On trouve malheureusement deux erreurs fondamentales à la compréhension de la production marchande et de la substance de la valeur. D’une part, une lecture historique du début du Capital, une compréhension très répandue dans le « marxisme », et sans cesse démentie par Michael Heinrich, ou encore Rolf Hecker (voir la recension de son livre Springpunkte ici). Celle-ci consiste à affirmer : « Marx l’envisage [le rapport marchand] dans sa forme immédiate la plus simple (logiquement) et la plus ancienne (historiquement), le troc. » (p. 17). On voit ici qu’en plus d’affirmer que la marchandise ou l’échange marchand dont il est question au début du Capital serait la marchandise également dans des sociétés dans lesquelles ne règne pas le mode de production capitaliste (en contradiction donc avec la première phrase du Capital, ainsi qu’avec l’affirmation quelques paragraphes plus loin (« pour la forme sociale spécifique qui nous intéresse… »)), la notion d’ « immédiateté » est problématique : est-ce une immédiateté sensible ? Mais alors dans ce cas, comment comprendre qu’elle est synonyme de « simplicité logique », comme le suggère l’ajout ? Michael Heinrich nous invitera notamment à la plus grande prudence sur la compréhension de cette apparente simplicité logique, et surtout à bien la distinguer de la marchandise telle qu’elle nous apparaît dans l’expérience quotidienne.

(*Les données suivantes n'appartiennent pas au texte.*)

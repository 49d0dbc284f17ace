//! Error types for bibsift-core

use std::path::{Path, PathBuf};

use thiserror::Error;

/// Result type alias for bibsift operations
pub type Result<T> = std::result::Result<T, SiftError>;

/// Fatal errors. Any of these aborts the run before output is written.
///
/// Citations that cannot be resolved are not errors; they are collected as
/// [`UnresolvedCitation`](crate::UnresolvedCitation) values in the report.
#[derive(Error, Debug)]
pub enum SiftError {
    /// A document includes a file that is still being processed
    #[error("Include cycle: {}", display_chain(.chain))]
    CyclicInclude { chain: Vec<PathBuf> },

    /// The output file exists and overwriting was not requested
    #[error("Output file {} already exists", .0.display())]
    OutputExists(PathBuf),

    /// The tokenizer could not structure an entry of a database
    #[error("Malformed entry in {} at line {line}: {message}", .path.display())]
    MalformedEntry {
        path: PathBuf,
        line: u32,
        message: String,
    },

    /// A document, database, config or output file could not be accessed
    #[error("IO error on {}: {source}", .path.display())]
    Io {
        path: PathBuf,
        source: std::io::Error,
    },

    /// Invalid configuration
    #[error("Configuration error: {0}")]
    Config(String),
}

impl SiftError {
    pub(crate) fn io(path: &Path, source: std::io::Error) -> Self {
        SiftError::Io {
            path: path.to_path_buf(),
            source,
        }
    }
}

fn display_chain(chain: &[PathBuf]) -> String {
    chain
        .iter()
        .map(|p| p.display().to_string())
        .collect::<Vec<_>>()
        .join(" -> ")
}

impl From<toml::de::Error> for SiftError {
    fn from(err: toml::de::Error) -> Self {
        SiftError::Config(err.to_string())
    }
}
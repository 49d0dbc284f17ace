//! Test fixture loading utilities

use std::path::PathBuf;

/// Get the path to a fixture file
pub fn fixture_path(name: &str) -> PathBuf {
    PathBuf::from(env!("CARGO_MANIFEST_DIR"))
        .join("test_fixtures")
        .join(name)
}

/// Load a fixture file as a string
#[allow(dead_code)]
pub fn load_fixture(name: &str) -> String {
    std::fs::read_to_string(fixture_path(name))
        .unwrap_or_else(|_| panic!("Failed to load fixture: {}", name))
}

/// Path of a BibTeX database fixture
#[allow(dead_code)]
pub fn bibtex_fixture(name: &str) -> PathBuf {
    fixture_path(&format!("bibtex/{}", name))
}

/// Path of a LaTeX manuscript fixture
#[allow(dead_code)]
pub fn manuscript_fixture(name: &str) -> PathBuf {
    fixture_path(&format!("manuscript/{}", name))
}
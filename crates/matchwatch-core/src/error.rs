//! Error types for configuration and page extraction

use std::path::PathBuf;

use crate::config::Category;

/// Startup configuration problems. All of these are fatal.
#[derive(Debug, thiserror::Error)]
pub enum ConfigError {
    #[error("failed to read config {path}: {source}")]
    Read {
        path: PathBuf,
        #[source]
        source: std::io::Error,
    },

    #[error("config file malformed: {path}: {source}")]
    Malformed {
        path: PathBuf,
        #[source]
        source: serde_json::Error,
    },

    #[error("config malformed: {0}")]
    Parse(#[from] serde_json::Error),

    #[error("no players configured")]
    EmptyRoster,

    #[error("player listed more than once: {0}")]
    DuplicatePlayer(String),

    #[error("no channel configured for category `{0}`")]
    MissingChannel(Category),

    #[error("invalid value for `{field}`: {reason}")]
    InvalidValue { field: &'static str, reason: String },
}

/// Extraction failures that discard the whole observation
#[derive(Debug, Clone, PartialEq, Eq, thiserror::Error)]
pub enum ExtractError {
    #[error("match id not found in page")]
    MissingMatchId,
}
//! Journal of dispatched notifications

use chrono::{DateTime, Utc};
use serde::{Deserialize, Serialize};
use std::collections::BTreeMap;
use std::path::{Path, PathBuf};

use crate::io::{append_jsonl, read_jsonl};

/// One outbound message and how its delivery went
#[derive(Debug, Clone, PartialEq, Serialize, Deserialize)]
pub struct NotificationRecord {
    pub sent_at: DateTime<Utc>,
    pub category: String,
    /// Alert blocks batched into this message
    #[serde(default)]
    pub sections: usize,
    pub delivered: bool,
    #[serde(default)]
    pub error: Option<String>,
    pub content: String,
}

/// Delivery totals for one category
#[derive(Debug, Clone, Copy, Default, PartialEq, Eq, Serialize)]
pub struct CategoryStats {
    pub delivered: usize,
    pub failed: usize,
    pub sections: usize,
}

#[derive(Debug, Clone)]
pub struct Journal {
    path: PathBuf,
}

impl Journal {
    pub fn new(path: impl AsRef<Path>) -> Self {
        Self {
            path: path.as_ref().to_path_buf(),
        }
    }

    pub fn path(&self) -> &Path {
        &self.path
    }

    pub fn append(&self, record: &NotificationRecord) -> std::io::Result<()> {
        append_jsonl(&self.path, record)
    }

    pub fn load(&self) -> std::io::Result<Vec<NotificationRecord>> {
        read_jsonl(&self.path)
    }

    pub fn stats(records: &[NotificationRecord]) -> BTreeMap<String, CategoryStats> {
        let mut stats: BTreeMap<String, CategoryStats> = BTreeMap::new();
        for record in records {
            let entry = stats.entry(record.category.clone()).or_default();
            if record.delivered {
                entry.delivered += 1;
            } else {
                entry.failed += 1;
            }
            entry.sections += record.sections;
        }
        stats
    }
}
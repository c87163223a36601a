//! Page classification by literal markers

use crate::types::PageState;

struct StateMarkers {
    state: PageState,
    markers: &'static [&'static str],
}

/// Checked in order; the first state with a matching marker wins
const STATE_MARKERS: &[StateMarkers] = &[
    StateMarkers {
        state: PageState::NotFound,
        markers: &[
            "summoner not found",
            "404 - page not found",
            "summoner-not-found",
            "the summoner does not exist",
        ],
    },
    StateMarkers {
        state: PageState::Loading,
        markers: &["damn, that's pretty slow to load", "loadmessage", "spinner"],
    },
    StateMarkers {
        state: PageState::Active,
        markers: &[
            "live-game-stats",
            "team stats",
            "game-status-ingame",
            "live game",
            "spectate",
        ],
    },
    StateMarkers {
        state: PageState::Inactive,
        markers: &[
            "the summoner is not in-game",
            "summoner-offline",
            "not in-game",
            "please retry later",
            "must be on the loading screen",
        ],
    },
];

/// Lower-case raw page text; markers and anchors are all lower case
pub fn normalize_page(raw: &str) -> String {
    raw.to_lowercase()
}

/// Classify normalized page text
pub fn classify(text: &str) -> PageState {
    STATE_MARKERS
        .iter()
        .find(|entry| entry.markers.iter().any(|marker| text.contains(marker)))
        .map(|entry| entry.state)
        .unwrap_or(PageState::Unknown)
}

/// Classify the fragment fetched after a `Loading` page.
/// A fragment that is still loading is `Unknown`, never `Loading`.
pub fn classify_fragment(text: &str) -> PageState {
    match classify(text) {
        PageState::Loading => PageState::Unknown,
        state => state,
    }
}
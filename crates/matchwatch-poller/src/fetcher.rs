//! Page fetching with retry on server errors

use matchwatch_core::RETRY_BACKOFF;
use reqwest::header::{
    HeaderMap, HeaderValue, ACCEPT, ACCEPT_LANGUAGE, CACHE_CONTROL, REFERER, USER_AGENT,
};
use std::future::Future;
use std::time::Duration;
use tracing::{debug, warn};

/// Statuses worth another attempt
const RETRY_STATUSES: &[u16] = &[500, 502, 503, 504];

const BROWSER_USER_AGENT: &str = "Mozilla/5.0 (Windows NT 10.0; Win64; x64) AppleWebKit/537.36 (KHTML, like Gecko) Chrome/120.0.0.0 Safari/537.36";

#[derive(Debug, thiserror::Error)]
pub enum FetchError {
    #[error("request to {url} timed out")]
    Timeout { url: String },

    #[error("{url} answered with status {status}")]
    Status { url: String, status: u16 },

    #[error("request to {url} failed: {source}")]
    Transport {
        url: String,
        #[source]
        source: reqwest::Error,
    },

    #[error("failed to build http client: {0}")]
    Client(#[source] reqwest::Error),
}

/// Source of page text. Implementations own their retry policy.
pub trait PageFetcher: Send + Sync {
    fn fetch(&self, url: &str) -> impl Future<Output = Result<String, FetchError>> + Send;
}

/// reqwest-backed fetcher with browser-like headers.
///
/// Any status other than the retryable server errors returns its body, since
/// the status page reports a missing summoner as a normal page.
#[derive(Debug, Clone)]
pub struct HttpFetcher {
    client: reqwest::Client,
    retries: u32,
    backoff: Duration,
}

impl HttpFetcher {
    pub fn new(timeout: Duration, retries: u32) -> Result<Self, FetchError> {
        let client = reqwest::Client::builder()
            .default_headers(default_headers())
            .timeout(timeout)
            .build()
            .map_err(FetchError::Client)?;

        Ok(Self {
            client,
            retries,
            backoff: RETRY_BACKOFF,
        })
    }

    fn delay(&self, attempt: u32) -> Duration {
        self.backoff * 2u32.saturating_pow(attempt)
    }

    async fn attempt(&self, url: &str) -> Result<String, FetchError> {
        let response = self.client.get(url).send().await.map_err(|source| {
            if source.is_timeout() {
                FetchError::Timeout {
                    url: url.to_string(),
                }
            } else {
                FetchError::Transport {
                    url: url.to_string(),
                    source,
                }
            }
        })?;

        let status = response.status().as_u16();
        if RETRY_STATUSES.contains(&status) {
            return Err(FetchError::Status {
                url: url.to_string(),
                status,
            });
        }

        debug!(url, status, "Fetched page");
        response.text().await.map_err(|source| FetchError::Transport {
            url: url.to_string(),
            source,
        })
    }
}

impl PageFetcher for HttpFetcher {
    async fn fetch(&self, url: &str) -> Result<String, FetchError> {
        let mut attempt = 0;
        loop {
            match self.attempt(url).await {
                Ok(body) => return Ok(body),
                Err(FetchError::Client(err)) => return Err(FetchError::Client(err)),
                Err(err) if attempt < self.retries => {
                    let delay = self.delay(attempt);
                    warn!(url, attempt = attempt + 1, error = %err, ?delay, "Fetch failed, retrying");
                    tokio::time::sleep(delay).await;
                    attempt += 1;
                }
                Err(err) => return Err(err),
            }
        }
    }
}

fn default_headers() -> HeaderMap {
    let mut headers = HeaderMap::new();
    headers.insert(USER_AGENT, HeaderValue::from_static(BROWSER_USER_AGENT));
    headers.insert(
        ACCEPT,
        HeaderValue::from_static(
            "text/html,application/xhtml+xml,application/xml;q=0.9,image/avif,image/webp,*/*;q=0.8",
        ),
    );
    headers.insert(
        ACCEPT_LANGUAGE,
        HeaderValue::from_static("ja,en-US;q=0.9,en;q=0.8"),
    );
    headers.insert(REFERER, HeaderValue::from_static("https://porofessor.gg/"));
    headers.insert(CACHE_CONTROL, HeaderValue::from_static("no-cache"));
    headers
}
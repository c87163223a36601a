#![allow(dead_code)]

use matchwatch_poller::{FetchError, NotifyError, Notifier, PageFetcher};
use std::collections::HashMap;
use std::path::{Path, PathBuf};
use std::sync::Mutex;

/// Config file with one player per category, all on one webhook host
pub fn write_config(dir: &Path) -> PathBuf {
    let path = dir.join("config.json");
    let config = serde_json::json!({
        "region": "jp",
        "players": [
            {"name": "Alpha#JP1", "category": "friend"},
            {"name": "Bravo#JP1", "nickname": "main", "category": "streamer"},
            {"name": "Charlie#JP1", "category": "friend"}
        ],
        "channels": {
            "friend": "https://discord.test/friend",
            "streamer": "https://discord.test/streamer"
        },
        "notify_errors": true
    });
    std::fs::write(&path, serde_json::to_string_pretty(&config).unwrap()).unwrap();
    path
}

pub fn live_page(match_id: &str, cards: &[(&str, &str)]) -> String {
    let mut page = String::from(
        "<div class=\"live-game-stats\"><h2 class=\"left relative\">\n  ARAM\n</h2>\n",
    );
    for (name, champion) in cards {
        page.push_str(&format!(
            "<div class=\"card card-5\" data-summonername=\"{name}\">\
             <div class=\"box championBox\"><div class=\"imgFlex\"><div class=\"imgColumn-champion\">\
             <div class=\"relative requireTooltip\" tooltip=\"x\"><img alt=\"{champion}\"></div>\
             </div></div></div></div>\n"
        ));
    }
    page.push_str(&format!(
        "<td class=\"resultTd\"><a href=\"https://www.leagueofgraphs.com/match/jp/{match_id}#p\">x</a></td></div>"
    ));
    page
}

#[derive(Default)]
pub struct StaticFetcher {
    pub pages: HashMap<String, String>,
}

impl PageFetcher for StaticFetcher {
    async fn fetch(&self, url: &str) -> Result<String, FetchError> {
        self.pages.get(url).cloned().ok_or_else(|| FetchError::Status {
            url: url.to_string(),
            status: 502,
        })
    }
}

#[derive(Default)]
pub struct MemoryNotifier {
    pub sent: Mutex<Vec<(String, String)>>,
}

impl Notifier for MemoryNotifier {
    async fn send(&self, routing_key: &str, content: &str) -> Result<(), NotifyError> {
        self.sent
            .lock()
            .unwrap()
            .push((routing_key.to_string(), content.to_string()));
        Ok(())
    }
}
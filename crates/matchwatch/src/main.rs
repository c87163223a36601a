mod cli;
mod commands;

use clap::Parser;
use cli::{Cli, Commands};

#[tokio::main]
async fn main() -> anyhow::Result<()> {
    // Initialize tracing
    tracing_subscriber::fmt()
        .with_env_filter(
            tracing_subscriber::EnvFilter::from_default_env()
                .add_directive(tracing::Level::INFO.into()),
        )
        .init();

    let cli = Cli::parse();
    let config = cli.config.as_deref();

    match cli.command {
        Commands::Run => commands::run::run(config).await,
        Commands::Once => commands::once::run(config).await,
        Commands::Inspect {
            file,
            player,
            region,
        } => commands::inspect::run(&file, &player, &region),
        Commands::Config => commands::config::run(config),
        Commands::History { stats } => commands::history::run(stats),
        Commands::Version => commands::version::run(),
    }
}
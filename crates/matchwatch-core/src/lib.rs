//! Match classification, deduplication and alert grouping for tracked players

mod classifier;
mod config;
mod error;
mod extractor;
mod grouper;
mod history;
mod throttle;
mod types;

pub use classifier::{classify, classify_fragment, normalize_page};
pub use config::{Category, TrackedPlayer, WatchConfig, RETRY_BACKOFF};
pub use error::{ConfigError, ExtractError};
pub use extractor::{display_champion, Extractor};
pub use grouper::{build_dispatches, format_timestamp, render_status, Dispatch};
pub use history::MatchHistory;
pub use throttle::NotFoundThrottle;
pub use types::{MatchRecord, PageState, PlayerOutcome, QueueKind, UNKNOWN};
#![allow(dead_code)]

use matchwatch_core::{Category, TrackedPlayer, WatchConfig};
use std::collections::BTreeMap;

/// Live page in the shape porofessor serves, before normalization
pub fn live_page(match_id: &str, queue: &str, cards: &[(&str, &str)]) -> String {
    let mut page = String::from(
        "<html><head><title>Live Game</title></head><body>\n<div class=\"live-game-stats\">\n",
    );
    page.push_str(&format!(
        "<h2 class=\"left relative\">\n        {}\n        <span class=\"gameTimer\">12:04</span>\n</h2>\n",
        queue
    ));
    for (name, champion) in cards {
        page.push_str(&format!(
            "<div class=\"card card-5\" data-summonername=\"{name}\" data-spectator=\"0\">\n\
             <div class=\"box championBox blue\">\n\
             <div class=\"imgFlex\">\n\
             <div class=\"imgColumn-champion\">\n\
             <div class=\"relative requireTooltip\" tooltip=\"champion-tooltip\">\n\
             <img class=\"championImage\" src=\"/img/{champion}.png\" alt=\"{champion}\">\n\
             </div></div></div></div></div>\n"
        ));
    }
    page.push_str(&format!(
        "<table><tr><td class=\"resultTd\"><a href=\"https://www.leagueofgraphs.com/match/jp/{}#participant1\">Match</a></td></tr></table>\n",
        match_id
    ));
    page.push_str("</div></body></html>");
    page
}

pub fn loading_page() -> String {
    "<html><body><div id=\"loadMessage\">Damn, that's pretty slow to load...</div></body></html>"
        .to_string()
}

pub fn offline_page() -> String {
    "<html><body><h2>The summoner is not in-game</h2></body></html>".to_string()
}

pub fn not_found_page() -> String {
    "<html><body><div class=\"summoner-not-found\">Summoner not found</div></body></html>"
        .to_string()
}

pub fn sample_config() -> WatchConfig {
    let players = vec![
        TrackedPlayer::new("Alpha#JP1", Category::Friend),
        TrackedPlayer::new("Bravo#JP1", Category::Smurf).with_nickname("bravo alt"),
        TrackedPlayer::new("Charlie#JP1", Category::Friend),
        TrackedPlayer::new("Delta#JP1", Category::Streamer),
    ];
    let channels: BTreeMap<Category, String> = Category::ALL
        .iter()
        .map(|category| (*category, format!("https://discord.test/{}", category)))
        .collect();
    WatchConfig::new(players, channels)
}
//! Per-player memory of recently notified matches

use chrono::{DateTime, TimeDelta, Utc};
use std::collections::HashMap;

use crate::types::MatchRecord;

/// Bounded, time-aware match history keyed by player name.
///
/// Invariants: match ids are unique per player, a player holds at most
/// `capacity` records, and after `evict_stale` no record is older than `ttl`.
#[derive(Debug, Clone)]
pub struct MatchHistory {
    capacity: usize,
    ttl: TimeDelta,
    entries: HashMap<String, Vec<MatchRecord>>,
}

impl MatchHistory {
    pub fn new(capacity: usize, ttl: TimeDelta) -> Self {
        Self {
            capacity: capacity.max(1),
            ttl,
            entries: HashMap::new(),
        }
    }

    pub fn is_duplicate(&self, player: &str, match_id: &str) -> bool {
        self.entries
            .get(player)
            .is_some_and(|records| records.iter().any(|r| r.match_id == match_id))
    }

    /// Store a record, replacing one with the same match id, then keep the
    /// `capacity` most recent.
    pub fn record(&mut self, record: MatchRecord) {
        let records = self.entries.entry(record.player.clone()).or_default();
        records.retain(|r| r.match_id != record.match_id);
        records.push(record);

        if records.len() > self.capacity {
            records.sort_by(|a, b| b.observed_at.cmp(&a.observed_at));
            records.truncate(self.capacity);
        }
    }

    /// Duplicate check and insert in one step. Returns `true` when the match is new.
    pub fn observe(&mut self, record: MatchRecord) -> bool {
        if self.is_duplicate(&record.player, &record.match_id) {
            return false;
        }
        self.record(record);
        true
    }

    /// Drop records older than the TTL and forget players left with none.
    /// Returns the number of records removed.
    pub fn evict_stale(&mut self, now: DateTime<Utc>) -> usize {
        let ttl = self.ttl;
        let mut removed = 0;

        self.entries.retain(|_, records| {
            let before = records.len();
            records.retain(|r| now.signed_duration_since(r.observed_at) <= ttl);
            removed += before - records.len();
            !records.is_empty()
        });

        removed
    }

    pub fn matches_for(&self, player: &str) -> &[MatchRecord] {
        self.entries
            .get(player)
            .map(Vec::as_slice)
            .unwrap_or_default()
    }

    /// Players with at least one remembered match
    pub fn player_count(&self) -> usize {
        self.entries.len()
    }

    pub fn len(&self) -> usize {
        self.entries.values().map(Vec::len).sum()
    }

    pub fn is_empty(&self) -> bool {
        self.entries.is_empty()
    }
}
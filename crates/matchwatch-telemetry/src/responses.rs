//! Raw response dumps for debugging upstream markup changes

use chrono::{DateTime, Utc};
use std::path::{Path, PathBuf};

use crate::io::atomic_write;

/// Write `content` with a small header into
/// `dir/response_<timestamp>_<player>_<label>.log`.
///
/// `player` is the player's URL slug and `label` the HTTP status or a short
/// marker such as `ERROR`. One cycle dumps at most once per player, so the
/// name stays unique within a cycle.
pub fn save_response(
    dir: &Path,
    player: &str,
    url: &str,
    label: &str,
    content: &str,
    now: DateTime<Utc>,
) -> std::io::Result<PathBuf> {
    let file_name = format!(
        "response_{}_{}_{}.log",
        now.format("%Y%m%d_%H%M%S_%3f"),
        file_safe(player),
        file_safe(label)
    );
    let path = dir.join(file_name);

    let rule = "=".repeat(50);
    let body = format!(
        "Timestamp: {}\nURL: {}\nStatus: {}\n{rule}\nResponse Content:\n{rule}\n{}",
        now.to_rfc3339(),
        url,
        label,
        content,
    );

    atomic_write(&path, body.as_bytes())?;
    Ok(path)
}

/// Keep ASCII letters, digits, `-` and `_`; everything else becomes `_`
fn file_safe(part: &str) -> String {
    part.chars()
        .map(|c| {
            if c.is_ascii_alphanumeric() || c == '-' || c == '_' {
                c
            } else {
                '_'
            }
        })
        .collect()
}
//! On-disk traces of the watcher: notification journal and raw response dumps

mod io;
mod journal;
mod paths;
mod responses;

pub use io::{append_jsonl, atomic_write, read_jsonl};
pub use journal::{CategoryStats, Journal, NotificationRecord};
pub use paths::Paths;
pub use responses::save_response;
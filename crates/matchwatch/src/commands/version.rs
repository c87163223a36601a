pub fn run() -> anyhow::Result<()> {
    println!("matchwatch {}", env!("CARGO_PKG_VERSION"));
    println!("Live match alerts for tracked League of Legends players");
    Ok(())
}
use clap::{Parser, Subcommand};
use std::path::PathBuf;

#[derive(Parser)]
#[command(name = "matchwatch")]
#[command(version)]
#[command(about = "Live match alerts for tracked League of Legends players")]
pub struct Cli {
    /// Config file (defaults to ~/.matchwatch/config.json)
    #[arg(long, global = true, env = "MATCHWATCH_CONFIG")]
    pub config: Option<PathBuf>,

    #[command(subcommand)]
    pub command: Commands,
}

#[derive(Subcommand)]
pub enum Commands {
    /// Poll every tracked player until interrupted
    Run,

    /// Run a single poll cycle and print its report
    Once,

    /// Classify and extract a saved live page offline
    Inspect {
        /// Saved page (HTML or a response log)
        file: PathBuf,

        /// Player whose champion card should be read
        #[arg(short, long)]
        player: String,

        /// Region segment of the match links
        #[arg(long, default_value = "jp")]
        region: String,
    },

    /// Validate the config and show the roster
    Config,

    /// View sent notifications
    History {
        /// Show per-category totals
        #[arg(long)]
        stats: bool,
    },

    /// Print version information
    Version,
}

D’autre part, on trouve défendue la thèse substantialiste qui veut que ce soit une quantité de travail concret dépensée qui détermine la quantité de valeur (p. 18-19). Cette compréhension substantialiste est problématique à de nombreux égards, et nous ne pouvons ici que renvoyer à l’ensemble des contributions de Michael Heinrich, mais aussi de Trai Han Hac par exemple, qui prennent bien soin d’éviter ce type de lecture. Ne pas saisir la spécificité de la formation de la valeur dans l’échange marchand ne permet donc pas de comprendre la nature de l’institution qu’est le marché et l’ensemble des « services de coordination » qu’il fournit.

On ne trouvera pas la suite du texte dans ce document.